WORK ITEM:
What is needed here is an exact copy of all the entries below.

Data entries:
((

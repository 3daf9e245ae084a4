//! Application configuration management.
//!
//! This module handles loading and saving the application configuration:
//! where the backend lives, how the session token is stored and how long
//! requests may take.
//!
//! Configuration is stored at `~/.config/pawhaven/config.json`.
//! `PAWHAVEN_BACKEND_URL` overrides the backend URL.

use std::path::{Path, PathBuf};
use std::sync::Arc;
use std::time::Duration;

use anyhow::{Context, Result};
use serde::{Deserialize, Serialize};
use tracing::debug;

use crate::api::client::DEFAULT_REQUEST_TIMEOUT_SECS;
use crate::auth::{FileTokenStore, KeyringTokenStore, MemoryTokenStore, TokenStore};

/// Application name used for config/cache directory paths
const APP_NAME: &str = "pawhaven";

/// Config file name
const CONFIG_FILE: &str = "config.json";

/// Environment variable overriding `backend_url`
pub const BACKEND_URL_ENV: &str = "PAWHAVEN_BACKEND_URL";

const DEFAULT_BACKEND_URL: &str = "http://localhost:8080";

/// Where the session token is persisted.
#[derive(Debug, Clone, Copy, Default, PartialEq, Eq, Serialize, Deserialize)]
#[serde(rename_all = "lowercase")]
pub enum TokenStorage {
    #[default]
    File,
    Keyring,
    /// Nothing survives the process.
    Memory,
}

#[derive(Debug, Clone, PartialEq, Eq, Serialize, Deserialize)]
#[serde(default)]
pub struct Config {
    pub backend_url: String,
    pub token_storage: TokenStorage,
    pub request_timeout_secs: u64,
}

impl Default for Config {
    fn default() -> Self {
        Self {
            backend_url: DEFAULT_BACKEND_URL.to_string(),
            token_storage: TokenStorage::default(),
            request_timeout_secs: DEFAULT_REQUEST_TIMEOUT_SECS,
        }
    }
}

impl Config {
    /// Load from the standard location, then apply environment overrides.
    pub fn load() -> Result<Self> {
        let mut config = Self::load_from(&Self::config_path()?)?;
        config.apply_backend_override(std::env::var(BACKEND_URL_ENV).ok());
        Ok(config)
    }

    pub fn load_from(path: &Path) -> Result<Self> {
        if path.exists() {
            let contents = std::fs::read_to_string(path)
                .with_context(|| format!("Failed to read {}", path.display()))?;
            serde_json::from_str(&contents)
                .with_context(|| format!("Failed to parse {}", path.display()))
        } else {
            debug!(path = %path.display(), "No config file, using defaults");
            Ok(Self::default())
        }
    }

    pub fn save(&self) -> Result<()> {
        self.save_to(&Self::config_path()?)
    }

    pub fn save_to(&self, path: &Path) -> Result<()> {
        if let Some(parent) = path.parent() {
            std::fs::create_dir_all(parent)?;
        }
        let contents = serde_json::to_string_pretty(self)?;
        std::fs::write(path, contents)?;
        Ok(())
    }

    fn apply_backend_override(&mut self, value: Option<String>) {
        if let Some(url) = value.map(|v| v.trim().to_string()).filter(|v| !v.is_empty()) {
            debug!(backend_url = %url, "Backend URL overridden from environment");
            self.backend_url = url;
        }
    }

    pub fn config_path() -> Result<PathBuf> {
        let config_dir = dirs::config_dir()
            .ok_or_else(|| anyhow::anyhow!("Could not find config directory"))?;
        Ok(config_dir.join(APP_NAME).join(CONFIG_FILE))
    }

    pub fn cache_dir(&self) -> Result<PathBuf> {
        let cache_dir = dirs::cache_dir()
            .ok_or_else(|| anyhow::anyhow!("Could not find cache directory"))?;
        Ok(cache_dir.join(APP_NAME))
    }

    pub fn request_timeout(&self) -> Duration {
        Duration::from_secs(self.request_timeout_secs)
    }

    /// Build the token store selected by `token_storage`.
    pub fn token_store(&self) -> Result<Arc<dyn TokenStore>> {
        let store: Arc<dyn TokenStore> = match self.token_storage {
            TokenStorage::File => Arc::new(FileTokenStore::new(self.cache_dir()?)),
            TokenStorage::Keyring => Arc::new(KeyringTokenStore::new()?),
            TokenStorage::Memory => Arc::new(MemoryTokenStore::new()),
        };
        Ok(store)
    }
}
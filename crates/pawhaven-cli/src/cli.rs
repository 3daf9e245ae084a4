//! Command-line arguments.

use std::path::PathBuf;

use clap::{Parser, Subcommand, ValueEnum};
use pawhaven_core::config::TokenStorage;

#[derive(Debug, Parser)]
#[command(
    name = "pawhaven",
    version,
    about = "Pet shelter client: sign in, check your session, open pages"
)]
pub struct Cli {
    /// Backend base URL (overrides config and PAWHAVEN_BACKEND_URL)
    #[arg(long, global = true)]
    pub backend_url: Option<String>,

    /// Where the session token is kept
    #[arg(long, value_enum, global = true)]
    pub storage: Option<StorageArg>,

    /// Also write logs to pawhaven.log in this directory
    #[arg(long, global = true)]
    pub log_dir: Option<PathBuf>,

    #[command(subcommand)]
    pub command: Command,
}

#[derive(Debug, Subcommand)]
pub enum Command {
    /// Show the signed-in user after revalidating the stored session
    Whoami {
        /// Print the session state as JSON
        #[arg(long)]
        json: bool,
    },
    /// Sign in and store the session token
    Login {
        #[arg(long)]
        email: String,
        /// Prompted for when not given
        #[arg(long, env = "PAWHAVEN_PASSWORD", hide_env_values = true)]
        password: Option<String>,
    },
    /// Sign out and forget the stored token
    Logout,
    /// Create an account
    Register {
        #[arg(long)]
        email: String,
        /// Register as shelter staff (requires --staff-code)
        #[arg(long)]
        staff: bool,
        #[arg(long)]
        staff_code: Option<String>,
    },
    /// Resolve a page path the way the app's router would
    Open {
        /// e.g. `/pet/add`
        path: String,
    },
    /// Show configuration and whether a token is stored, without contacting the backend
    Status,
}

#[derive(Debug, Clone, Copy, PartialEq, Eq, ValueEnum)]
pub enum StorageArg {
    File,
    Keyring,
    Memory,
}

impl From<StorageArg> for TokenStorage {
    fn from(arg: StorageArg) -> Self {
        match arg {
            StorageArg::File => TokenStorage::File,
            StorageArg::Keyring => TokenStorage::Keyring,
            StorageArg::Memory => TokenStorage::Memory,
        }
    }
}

))

TASK ANSWER:
repository 3daf9e245ae084a4
//! Application configuration management.
//!
//! This module handles loading and saving the application configuration:
//! where the backend lives, how the session token is stored and how long
//! requests may take.
//!
//! Configuration is stored at `~/.config/pawhaven/config.json`.
//! `PAWHAVEN_BACKEND_URL` overrides the backend URL.

use std::path::{Path, PathBuf};
use std::sync::Arc;
use std::time::Duration;

use anyhow::{Context, Result};
use serde::{Deserialize, Serialize};
use tracing::debug;

use crate::api::client::DEFAULT_REQUEST_TIMEOUT_SECS;
use crate::auth::{FileTokenStore, KeyringTokenStore, MemoryTokenStore, TokenStore};

/// Application name used for config/cache directory paths
const APP_NAME: &str = "pawhaven";

/// Config file name
const CONFIG_FILE: &str = "config.json";

/// Environment variable overriding `backend_url`
pub const BACKEND_URL_ENV: &str = "PAWHAVEN_BACKEND_URL";

const DEFAULT_BACKEND_URL: &str = "http://localhost:8080";

/// Where the session token is persisted.
#[derive(Debug, Clone, Copy, Default, PartialEq, Eq, Serialize, Deserialize)]
#[serde(rename_all = "lowercase")]
pub enum TokenStorage {
    #[default]
    File,
    Keyring,
    /// Nothing survives the process.
    Memory,
}

#[derive(Debug, Clone, PartialEq, Eq, Serialize, Deserialize)]
#[serde(default)]
pub struct Config {
    pub backend_url: String,
    pub token_storage: TokenStorage,
    pub request_timeout_secs: u64,
}

impl Default for Config {
    fn default() -> Self {
        Self {
            backend_url: DEFAULT_BACKEND_URL.to_string(),
            token_storage: TokenStorage::default(),
            request_timeout_secs: DEFAULT_REQUEST_TIMEOUT_SECS,
        }
    }
}

impl Config {
    /// Load from the standard location, then apply environment overrides.
    pub fn load() -> Result<Self> {
        let mut config = Self::load_from(&Self::config_path()?)?;
        config.apply_backend_override(std::env::var(BACKEND_URL_ENV).ok());
        Ok(config)
    }

    pub fn load_from(path: &Path) -> Result<Self> {
        if path.exists() {
            let contents = std::fs::read_to_string(path)
                .with_context(|| format!("Failed to read {}", path.display()))?;
            serde_json::from_str(&contents)
                .with_context(|| format!("Failed to parse {}", path.display()))
        } else {
            debug!(path = %path.display(), "No config file, using defaults");
            Ok(Self::default())
        }
    }

    pub fn save(&self) -> Result<()> {
        self.save_to(&Self::config_path()?)
    }

    pub fn save_to(&self, path: &Path) -> Result<()> {
        if let Some(parent) = path.parent() {
            std::fs::create_dir_all(parent)?;
        }
        let contents = serde_json::to_string_pretty(self)?;
        std::fs::write(path, contents)?;
        Ok(())
    }

    fn apply_backend_override(&mut self, value: Option<String>) {
        if let Some(url) = value.map(|v| v.trim().to_string()).filter(|v| !v.is_empty()) {
            debug!(backend_url = %url, "Backend URL overridden from environment");
            self.backend_url = url;
        }
    }

    pub fn config_path() -> Result<PathBuf> {
        let config_dir = dirs::config_dir()
            .ok_or_else(|| anyhow::anyhow!("Could not find config directory"))?;
        Ok(config_dir.join(APP_NAME).join(CONFIG_FILE))
    }

    pub fn cache_dir(&self) -> Result<PathBuf> {
        let cache_dir = dirs::cache_dir()
            .ok_or_else(|| anyhow::anyhow!("Could not find cache directory"))?;
        Ok(cache_dir.join(APP_NAME))
    }

    pub fn request_timeout(&self) -> Duration {
        Duration::from_secs(self.request_timeout_secs)
    }

    /// Build the token store selected by `token_storage`.
    pub fn token_store(&self) -> Result<Arc<dyn TokenStore>> {
        let store: Arc<dyn TokenStore> = match self.token_storage {
            TokenStorage::File => Arc::new(FileTokenStore::new(self.cache_dir()?)),
            TokenStorage::Keyring => Arc::new(KeyringTokenStore::new()?),
            TokenStorage::Memory => Arc::new(MemoryTokenStore::new()),
        };
        Ok(store)
    }
}
filename crates/pawhaven-cli/src/cli.rs
repository 3daf9e245ae084a4
//! Command-line arguments.

use std::path::PathBuf;

use clap::{Parser, Subcommand, ValueEnum};
use pawhaven_core::config::TokenStorage;

#[derive(Debug, Parser)]
#[command(
    name = "pawhaven",
    version,
    about = "Pet shelter client: sign in, check your session, open pages"
)]
pub struct Cli {
    /// Backend base URL (overrides config and PAWHAVEN_BACKEND_URL)
    #[arg(long, global = true)]
    pub backend_url: Option<String>,

    /// Where the session token is kept
    #[arg(long, value_enum, global = true)]
    pub storage: Option<StorageArg>,

    /// Also write logs to pawhaven.log in this directory
    #[arg(long, global = true)]
    pub log_dir: Option<PathBuf>,

    #[command(subcommand)]
    pub command: Command,
}

#[derive(Debug, Subcommand)]
pub enum Command {
    /// Show the signed-in user after revalidating the stored session
    Whoami {
        /// Print the session state as JSON
        #[arg(long)]
        json: bool,
    },
    /// Sign in and store the session token
    Login {
        #[arg(long)]
        email: String,
        /// Prompted for when not given
        #[arg(long, env = "PAWHAVEN_PASSWORD", hide_env_values = true)]
        password: Option<String>,
    },
    /// Sign out and forget the stored token
    Logout,
    /// Create an account
    Register {
        #[arg(long)]
        email: String,
        /// Register as shelter staff (requires --staff-code)
        #[arg(long)]
        staff: bool,
        #[arg(long)]
        staff_code: Option<String>,
    },
    /// Resolve a page path the way the app's router would
    Open {
        /// e.g. `/pet/add`
        path: String,
    },
    /// Show configuration and whether a token is stored, without contacting the backend
    Status,
}

#[derive(Debug, Clone, Copy, PartialEq, Eq, ValueEnum)]
pub enum StorageArg {
    File,
    Keyring,
    Memory,
}

impl From<StorageArg> for TokenStorage {
    fn from(arg: StorageArg) -> Self {
        match arg {
            StorageArg::File => TokenStorage::File,
            StorageArg::Keyring => TokenStorage::Keyring,
            StorageArg::Memory => TokenStorage::Memory,
        }
    }
}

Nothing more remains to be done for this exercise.